TO DO: For each line in the data below, write an exact copy.

[Dataset entries]
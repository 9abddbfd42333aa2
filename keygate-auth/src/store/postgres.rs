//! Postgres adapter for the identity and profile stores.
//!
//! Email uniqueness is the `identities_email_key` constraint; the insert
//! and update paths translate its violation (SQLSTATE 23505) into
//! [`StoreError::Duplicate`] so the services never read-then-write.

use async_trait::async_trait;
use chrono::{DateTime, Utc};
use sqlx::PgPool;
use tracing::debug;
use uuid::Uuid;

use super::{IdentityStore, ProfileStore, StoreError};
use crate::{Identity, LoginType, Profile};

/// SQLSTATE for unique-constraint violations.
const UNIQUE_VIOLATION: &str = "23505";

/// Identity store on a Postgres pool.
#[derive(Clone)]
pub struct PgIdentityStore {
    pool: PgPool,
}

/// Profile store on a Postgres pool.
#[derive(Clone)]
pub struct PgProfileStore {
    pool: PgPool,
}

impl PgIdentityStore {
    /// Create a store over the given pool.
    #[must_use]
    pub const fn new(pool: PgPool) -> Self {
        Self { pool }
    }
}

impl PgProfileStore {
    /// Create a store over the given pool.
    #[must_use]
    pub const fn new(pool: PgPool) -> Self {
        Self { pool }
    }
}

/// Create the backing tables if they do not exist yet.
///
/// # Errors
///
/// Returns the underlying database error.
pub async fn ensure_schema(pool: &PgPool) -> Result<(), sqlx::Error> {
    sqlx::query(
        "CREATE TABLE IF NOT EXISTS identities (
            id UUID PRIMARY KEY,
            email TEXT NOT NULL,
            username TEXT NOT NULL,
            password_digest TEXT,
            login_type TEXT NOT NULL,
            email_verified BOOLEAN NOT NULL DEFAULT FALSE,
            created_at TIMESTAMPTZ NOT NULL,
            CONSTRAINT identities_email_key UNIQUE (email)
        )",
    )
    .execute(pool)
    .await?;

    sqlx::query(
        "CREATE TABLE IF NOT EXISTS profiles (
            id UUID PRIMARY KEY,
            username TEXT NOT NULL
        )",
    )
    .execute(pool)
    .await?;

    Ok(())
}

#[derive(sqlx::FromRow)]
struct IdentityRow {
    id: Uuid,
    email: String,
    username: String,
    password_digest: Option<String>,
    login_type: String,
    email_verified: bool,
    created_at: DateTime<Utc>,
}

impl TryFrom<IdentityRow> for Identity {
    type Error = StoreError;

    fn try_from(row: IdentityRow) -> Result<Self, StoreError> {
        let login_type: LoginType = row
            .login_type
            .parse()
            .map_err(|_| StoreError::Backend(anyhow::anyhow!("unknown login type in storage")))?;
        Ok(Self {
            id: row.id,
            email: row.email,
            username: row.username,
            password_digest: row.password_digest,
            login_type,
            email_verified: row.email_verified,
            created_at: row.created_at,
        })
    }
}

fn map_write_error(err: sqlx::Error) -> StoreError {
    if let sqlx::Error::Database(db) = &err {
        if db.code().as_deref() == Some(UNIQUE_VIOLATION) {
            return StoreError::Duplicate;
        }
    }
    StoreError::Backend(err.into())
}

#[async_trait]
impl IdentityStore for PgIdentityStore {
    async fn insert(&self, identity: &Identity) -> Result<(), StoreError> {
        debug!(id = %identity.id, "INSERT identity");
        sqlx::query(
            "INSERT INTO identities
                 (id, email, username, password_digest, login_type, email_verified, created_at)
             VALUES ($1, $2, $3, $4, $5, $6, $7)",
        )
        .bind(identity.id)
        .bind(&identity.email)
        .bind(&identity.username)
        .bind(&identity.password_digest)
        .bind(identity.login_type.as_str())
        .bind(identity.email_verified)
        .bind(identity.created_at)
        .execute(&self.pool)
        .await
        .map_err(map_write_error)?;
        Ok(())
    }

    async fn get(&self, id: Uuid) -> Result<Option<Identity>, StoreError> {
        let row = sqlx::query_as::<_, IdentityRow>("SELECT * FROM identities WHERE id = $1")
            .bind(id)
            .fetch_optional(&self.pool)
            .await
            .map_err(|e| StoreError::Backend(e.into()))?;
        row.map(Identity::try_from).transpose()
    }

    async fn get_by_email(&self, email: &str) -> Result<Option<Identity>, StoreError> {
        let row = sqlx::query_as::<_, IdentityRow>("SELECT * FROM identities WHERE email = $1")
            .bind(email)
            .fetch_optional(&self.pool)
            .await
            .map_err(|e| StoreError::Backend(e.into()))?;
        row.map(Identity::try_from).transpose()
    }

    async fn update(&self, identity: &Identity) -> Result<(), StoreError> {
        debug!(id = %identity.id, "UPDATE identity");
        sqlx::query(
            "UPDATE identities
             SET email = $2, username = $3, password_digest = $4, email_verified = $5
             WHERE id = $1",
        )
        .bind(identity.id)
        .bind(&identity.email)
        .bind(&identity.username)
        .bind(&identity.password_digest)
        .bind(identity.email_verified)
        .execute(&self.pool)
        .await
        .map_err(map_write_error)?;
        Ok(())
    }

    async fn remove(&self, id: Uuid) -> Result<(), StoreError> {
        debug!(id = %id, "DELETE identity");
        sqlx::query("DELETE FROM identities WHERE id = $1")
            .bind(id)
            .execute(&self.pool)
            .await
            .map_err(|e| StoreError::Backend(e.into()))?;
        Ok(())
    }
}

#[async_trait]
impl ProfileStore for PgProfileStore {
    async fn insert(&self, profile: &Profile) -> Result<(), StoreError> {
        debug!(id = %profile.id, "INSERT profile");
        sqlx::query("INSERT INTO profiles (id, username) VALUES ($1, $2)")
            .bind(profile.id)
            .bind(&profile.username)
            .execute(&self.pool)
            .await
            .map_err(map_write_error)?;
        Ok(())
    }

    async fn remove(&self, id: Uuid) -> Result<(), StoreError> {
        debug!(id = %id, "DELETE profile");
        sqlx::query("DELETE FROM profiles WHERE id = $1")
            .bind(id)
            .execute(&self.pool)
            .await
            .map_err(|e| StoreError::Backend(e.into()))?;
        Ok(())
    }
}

ANSWER TO THE PROBLEM:
repository 9abddbfd42333aa2
filename keygate-auth/src/store/postgres.rs
//! Postgres adapter for the identity and profile stores.
//!
//! Email uniqueness is the `identities_email_key` constraint; the insert
//! and update paths translate its violation (SQLSTATE 23505) into
//! [`StoreError::Duplicate`] so the services never read-then-write.

use async_trait::async_trait;
use chrono::{DateTime, Utc};
use sqlx::PgPool;
use tracing::debug;
use uuid::Uuid;

use super::{IdentityStore, ProfileStore, StoreError};
use crate::{Identity, LoginType, Profile};

/// SQLSTATE for unique-constraint violations.
const UNIQUE_VIOLATION: &str = "23505";

/// Identity store on a Postgres pool.
#[derive(Clone)]
pub struct PgIdentityStore {
    pool: PgPool,
}

/// Profile store on a Postgres pool.
#[derive(Clone)]
pub struct PgProfileStore {
    pool: PgPool,
}

impl PgIdentityStore {
    /// Create a store over the given pool.
    #[must_use]
    pub const fn new(pool: PgPool) -> Self {
        Self { pool }
    }
}

impl PgProfileStore {
    /// Create a store over the given pool.
    #[must_use]
    pub const fn new(pool: PgPool) -> Self {
        Self { pool }
    }
}

/// Create the backing tables if they do not exist yet.
///
/// # Errors
///
/// Returns the underlying database error.
pub async fn ensure_schema(pool: &PgPool) -> Result<(), sqlx::Error> {
    sqlx::query(
        "CREATE TABLE IF NOT EXISTS identities (
            id UUID PRIMARY KEY,
            email TEXT NOT NULL,
            username TEXT NOT NULL,
            password_digest TEXT,
            login_type TEXT NOT NULL,
            email_verified BOOLEAN NOT NULL DEFAULT FALSE,
            created_at TIMESTAMPTZ NOT NULL,
            CONSTRAINT identities_email_key UNIQUE (email)
        )",
    )
    .execute(pool)
    .await?;

    sqlx::query(
        "CREATE TABLE IF NOT EXISTS profiles (
            id UUID PRIMARY KEY,
            username TEXT NOT NULL
        )",
    )
    .execute(pool)
    .await?;

    Ok(())
}

#[derive(sqlx::FromRow)]
struct IdentityRow {
    id: Uuid,
    email: String,
    username: String,
    password_digest: Option<String>,
    login_type: String,
    email_verified: bool,
    created_at: DateTime<Utc>,
}

impl TryFrom<IdentityRow> for Identity {
    type Error = StoreError;

    fn try_from(row: IdentityRow) -> Result<Self, StoreError> {
        let login_type: LoginType = row
            .login_type
            .parse()
            .map_err(|_| StoreError::Backend(anyhow::anyhow!("unknown login type in storage")))?;
        Ok(Self {
            id: row.id,
            email: row.email,
            username: row.username,
            password_digest: row.password_digest,
            login_type,
            email_verified: row.email_verified,
            created_at: row.created_at,
        })
    }
}

fn map_write_error(err: sqlx::Error) -> StoreError {
    if let sqlx::Error::Database(db) = &err {
        if db.code().as_deref() == Some(UNIQUE_VIOLATION) {
            return StoreError::Duplicate;
        }
    }
    StoreError::Backend(err.into())
}

#[async_trait]
impl IdentityStore for PgIdentityStore {
    async fn insert(&self, identity: &Identity) -> Result<(), StoreError> {
        debug!(id = %identity.id, "INSERT identity");
        sqlx::query(
            "INSERT INTO identities
                 (id, email, username, password_digest, login_type, email_verified, created_at)
             VALUES ($1, $2, $3, $4, $5, $6, $7)",
        )
        .bind(identity.id)
        .bind(&identity.email)
        .bind(&identity.username)
        .bind(&identity.password_digest)
        .bind(identity.login_type.as_str())
        .bind(identity.email_verified)
        .bind(identity.created_at)
        .execute(&self.pool)
        .await
        .map_err(map_write_error)?;
        Ok(())
    }

    async fn get(&self, id: Uuid) -> Result<Option<Identity>, StoreError> {
        let row = sqlx::query_as::<_, IdentityRow>("SELECT * FROM identities WHERE id = $1")
            .bind(id)
            .fetch_optional(&self.pool)
            .await
            .map_err(|e| StoreError::Backend(e.into()))?;
        row.map(Identity::try_from).transpose()
    }

    async fn get_by_email(&self, email: &str) -> Result<Option<Identity>, StoreError> {
        let row = sqlx::query_as::<_, IdentityRow>("SELECT * FROM identities WHERE email = $1")
            .bind(email)
            .fetch_optional(&self.pool)
            .await
            .map_err(|e| StoreError::Backend(e.into()))?;
        row.map(Identity::try_from).transpose()
    }

    async fn update(&self, identity: &Identity) -> Result<(), StoreError> {
        debug!(id = %identity.id, "UPDATE identity");
        sqlx::query(
            "UPDATE identities
             SET email = $2, username = $3, password_digest = $4, email_verified = $5
             WHERE id = $1",
        )
        .bind(identity.id)
        .bind(&identity.email)
        .bind(&identity.username)
        .bind(&identity.password_digest)
        .bind(identity.email_verified)
        .execute(&self.pool)
        .await
        .map_err(map_write_error)?;
        Ok(())
    }

    async fn remove(&self, id: Uuid) -> Result<(), StoreError> {
        debug!(id = %id, "DELETE identity");
        sqlx::query("DELETE FROM identities WHERE id = $1")
            .bind(id)
            .execute(&self.pool)
            .await
            .map_err(|e| StoreError::Backend(e.into()))?;
        Ok(())
    }
}

#[async_trait]
impl ProfileStore for PgProfileStore {
    async fn insert(&self, profile: &Profile) -> Result<(), StoreError> {
        debug!(id = %profile.id, "INSERT profile");
        sqlx::query("INSERT INTO profiles (id, username) VALUES ($1, $2)")
            .bind(profile.id)
            .bind(&profile.username)
            .execute(&self.pool)
            .await
            .map_err(map_write_error)?;
        Ok(())
    }

    async fn remove(&self, id: Uuid) -> Result<(), StoreError> {
        debug!(id = %id, "DELETE profile");
        sqlx::query("DELETE FROM profiles WHERE id = $1")
            .bind(id)
            .execute(&self.pool)
            .await
            .map_err(|e| StoreError::Backend(e.into()))?;
        Ok(())
    }
}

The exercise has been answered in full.